##### Data excerpts

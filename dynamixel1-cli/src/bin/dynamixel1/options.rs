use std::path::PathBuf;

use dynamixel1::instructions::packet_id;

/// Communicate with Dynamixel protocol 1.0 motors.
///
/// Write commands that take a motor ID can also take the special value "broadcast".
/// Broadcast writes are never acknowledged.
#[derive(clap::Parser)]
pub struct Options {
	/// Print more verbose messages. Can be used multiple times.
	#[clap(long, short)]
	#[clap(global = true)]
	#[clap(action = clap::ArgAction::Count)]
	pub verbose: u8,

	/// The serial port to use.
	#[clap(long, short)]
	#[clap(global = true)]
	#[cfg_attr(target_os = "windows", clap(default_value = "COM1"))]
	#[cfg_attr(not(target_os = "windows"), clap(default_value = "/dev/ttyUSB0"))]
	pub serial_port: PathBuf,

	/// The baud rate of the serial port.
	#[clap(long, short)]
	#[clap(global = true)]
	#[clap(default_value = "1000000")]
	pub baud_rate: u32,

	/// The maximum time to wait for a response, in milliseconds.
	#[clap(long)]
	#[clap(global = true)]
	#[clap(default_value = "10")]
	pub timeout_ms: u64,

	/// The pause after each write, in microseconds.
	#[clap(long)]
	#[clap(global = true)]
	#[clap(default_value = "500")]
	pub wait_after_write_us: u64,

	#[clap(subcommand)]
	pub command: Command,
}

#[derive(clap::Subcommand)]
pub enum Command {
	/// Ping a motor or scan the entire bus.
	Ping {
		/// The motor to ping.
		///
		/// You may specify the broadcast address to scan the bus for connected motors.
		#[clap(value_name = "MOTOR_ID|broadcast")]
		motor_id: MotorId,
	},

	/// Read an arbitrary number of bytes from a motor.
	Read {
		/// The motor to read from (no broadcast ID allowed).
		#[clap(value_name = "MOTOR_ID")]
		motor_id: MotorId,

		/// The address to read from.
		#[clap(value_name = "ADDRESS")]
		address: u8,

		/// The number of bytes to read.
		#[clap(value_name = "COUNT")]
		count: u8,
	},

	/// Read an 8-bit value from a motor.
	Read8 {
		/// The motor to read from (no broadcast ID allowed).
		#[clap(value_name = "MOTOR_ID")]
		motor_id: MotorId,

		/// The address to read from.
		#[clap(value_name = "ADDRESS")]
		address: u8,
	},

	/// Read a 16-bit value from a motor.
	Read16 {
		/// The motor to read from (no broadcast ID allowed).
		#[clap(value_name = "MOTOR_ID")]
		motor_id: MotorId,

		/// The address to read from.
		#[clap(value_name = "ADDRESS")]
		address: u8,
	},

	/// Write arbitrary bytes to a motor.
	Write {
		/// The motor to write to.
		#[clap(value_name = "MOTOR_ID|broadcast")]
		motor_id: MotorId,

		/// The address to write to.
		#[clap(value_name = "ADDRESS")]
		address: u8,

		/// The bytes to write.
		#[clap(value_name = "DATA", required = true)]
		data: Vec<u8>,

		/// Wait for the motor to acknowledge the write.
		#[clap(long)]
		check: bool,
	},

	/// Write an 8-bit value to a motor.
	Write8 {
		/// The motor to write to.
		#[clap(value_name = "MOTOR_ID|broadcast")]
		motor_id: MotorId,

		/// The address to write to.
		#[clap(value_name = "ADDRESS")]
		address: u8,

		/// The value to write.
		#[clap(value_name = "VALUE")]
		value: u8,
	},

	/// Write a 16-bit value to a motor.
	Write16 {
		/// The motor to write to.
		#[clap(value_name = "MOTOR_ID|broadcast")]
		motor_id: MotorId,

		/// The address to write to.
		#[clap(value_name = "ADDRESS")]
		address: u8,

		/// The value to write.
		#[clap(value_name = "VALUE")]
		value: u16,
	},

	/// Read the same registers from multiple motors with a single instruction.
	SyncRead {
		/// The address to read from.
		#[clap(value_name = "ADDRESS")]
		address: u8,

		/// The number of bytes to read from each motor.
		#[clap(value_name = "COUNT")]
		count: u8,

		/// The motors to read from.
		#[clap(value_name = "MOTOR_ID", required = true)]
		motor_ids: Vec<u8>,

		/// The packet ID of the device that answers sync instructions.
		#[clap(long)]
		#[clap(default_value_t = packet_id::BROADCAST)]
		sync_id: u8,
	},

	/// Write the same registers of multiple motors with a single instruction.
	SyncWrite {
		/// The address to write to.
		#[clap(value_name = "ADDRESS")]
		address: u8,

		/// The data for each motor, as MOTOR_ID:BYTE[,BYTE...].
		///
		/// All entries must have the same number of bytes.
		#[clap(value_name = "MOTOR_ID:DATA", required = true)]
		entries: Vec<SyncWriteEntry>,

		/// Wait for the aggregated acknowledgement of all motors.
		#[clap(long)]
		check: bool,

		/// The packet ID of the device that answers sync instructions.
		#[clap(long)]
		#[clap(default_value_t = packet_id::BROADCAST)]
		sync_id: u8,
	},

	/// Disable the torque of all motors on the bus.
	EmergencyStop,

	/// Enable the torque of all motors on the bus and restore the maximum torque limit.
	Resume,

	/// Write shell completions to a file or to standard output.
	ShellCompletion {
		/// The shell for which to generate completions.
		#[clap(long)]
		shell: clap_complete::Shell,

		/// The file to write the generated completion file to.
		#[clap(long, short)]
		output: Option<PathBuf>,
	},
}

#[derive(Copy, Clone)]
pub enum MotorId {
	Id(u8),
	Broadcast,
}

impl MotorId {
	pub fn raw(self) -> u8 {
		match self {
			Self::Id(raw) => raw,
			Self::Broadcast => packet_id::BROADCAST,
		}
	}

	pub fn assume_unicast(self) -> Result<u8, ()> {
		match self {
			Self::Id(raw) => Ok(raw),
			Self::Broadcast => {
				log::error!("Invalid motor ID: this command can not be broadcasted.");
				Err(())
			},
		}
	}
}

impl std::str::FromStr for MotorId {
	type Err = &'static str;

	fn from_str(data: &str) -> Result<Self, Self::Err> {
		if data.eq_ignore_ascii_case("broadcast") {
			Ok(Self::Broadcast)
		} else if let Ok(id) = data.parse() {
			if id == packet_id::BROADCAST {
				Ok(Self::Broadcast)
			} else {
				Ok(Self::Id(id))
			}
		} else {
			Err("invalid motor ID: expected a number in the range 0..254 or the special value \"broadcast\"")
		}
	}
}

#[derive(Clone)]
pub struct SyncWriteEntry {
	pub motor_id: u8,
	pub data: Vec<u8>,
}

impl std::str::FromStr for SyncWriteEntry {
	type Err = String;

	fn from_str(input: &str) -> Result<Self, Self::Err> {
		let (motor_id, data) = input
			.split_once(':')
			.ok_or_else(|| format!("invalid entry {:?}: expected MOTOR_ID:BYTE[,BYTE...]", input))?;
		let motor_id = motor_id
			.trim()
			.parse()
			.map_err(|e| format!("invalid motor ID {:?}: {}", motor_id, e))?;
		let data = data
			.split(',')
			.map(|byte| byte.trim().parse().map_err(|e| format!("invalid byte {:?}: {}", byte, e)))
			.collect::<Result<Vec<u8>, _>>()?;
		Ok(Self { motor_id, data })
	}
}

##########

§ **What you will do**: List every line above that holds the word "scan".

§ **Result**:
	/// Ping a motor or scan the entire bus.
		/// You may specify the broadcast address to scan the bus for connected motors.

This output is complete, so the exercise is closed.